Ford’s Mondeo has been pretty universally acknowledged as a very capable car.
It’s well built, good to look at and fun to drive.
But for the fleet driver whose new Mondeo absolutely has to be diesel powered to lower company car tax bills, it’s not been the quickest of cars.
The 2.0 TDCi 138bhp diesel engine is by no means a bad one, but it’s hardly scintillating.
Ford didn’t get where it is today by ignoring the wishes of its customers, so it has introduced a new unit into the Mondeo.
The 2.2-litre engine, engineered in partnership with PSA Peugeot Citroën, is also found in the S-MAX and Galaxy.
It develops 173bhp and 310lb-ft of torque.
With extra power comes slightly more environmental impact – fuel consumption is 45.6mpg and the unit emits 165g/km of CO2.
This compares to 47.9mpg and 156g/km for the 2.0 TDCi.
If you or your drivers take a shine to the prospect of extra power at (relatively) little extra fuel expense, be warned – it’ll cost you.
The 2.2 TDCi is available only in the top-of-the-line Titanium X and Titanium X Sport variants, which cost from £23,855 for the Titanium X saloon, rising to £26,605 for the Titanium X Sport estate.

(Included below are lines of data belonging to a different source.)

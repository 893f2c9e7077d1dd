// Copyright 2026 the Dyncast Authors
// SPDX-License-Identifier: Apache-2.0 OR MIT

//! Host-implemented object protocols.
//!
//! Host code can expose behavior to the runtime without the runtime knowing the host's types:
//!
//! - [`HostIter`] backs an `Iterator` object whose `next` is answered by host code.
//! - [`SequenceSource`] backs a `Sequence` object answering `len` and indexed item lookup.
//!
//! The runtime never holds its heap borrow while calling into these traits, so implementations
//! may freely allocate or inspect runtime objects.

use crate::error::ObjError;
use crate::object::Object;
use crate::runtime::Runtime;

/// Host-side state of a runtime iterator object.
pub trait HostIter {
    /// Produces the next element, or `Ok(None)` once exhausted.
    ///
    /// The returned [`Object`] is a new reference owned by the caller.
    fn next(&mut self, rt: &Runtime) -> Result<Option<Object>, ObjError>;
}

/// Host-side backing of a protocol sequence (length + indexed lookup).
pub trait SequenceSource {
    /// Returns the number of items.
    fn len(&self) -> usize;

    /// Returns `true` if the sequence has no items.
    fn is_empty(&self) -> bool {
        self.len() == 0
    }

    /// Returns item `index` as a new reference.
    ///
    /// Implementations report [`ObjError::OutOfBounds`] for `index >= len()`.
    fn item(&self, rt: &Runtime, index: usize) -> Result<Object, ObjError>;
}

Ford expects this latest engine to sell a total of 5,000 units each year, making up 10% of total Mondeo sales.
Behind the wheel
The 2.2 TDCi engine is top of the tree when it comes to Ford’s diesel line-up, so it’s rather fitting that it should be available only in the top-spec Mondeos.
As decent as the 138bhp 2.0 TDCi engine is, it can sometimes feel rather stretched and asthmatic if too much is asked of it.
When you’re in a car with plenty of toys, you want an engine that matches up to the premium feel.
No such problems for this larger-capacity unit. It’s packed with oomph from 1,750rpm when the torque reaches its peak and stays there until just under 3,000rpm, which is when the power hits its maximum.
Consequently, there is always grunt under your right foot, which makes overtaking a much more confidence-inspiring manoeuvre than in the 2.0 TDCi.
And with only a small decrease in fuel efficiency and a small increase in company car tax to contend with, it could be just what many drivers are looking for.
The new engine finally gives Mondeo a bit of extra grunt to compete with diesel units of similar power from the likes of Renault and Peugeot.
Only available in high-spec cars it needs to fit in with its surroundings – and it does the job very nicely.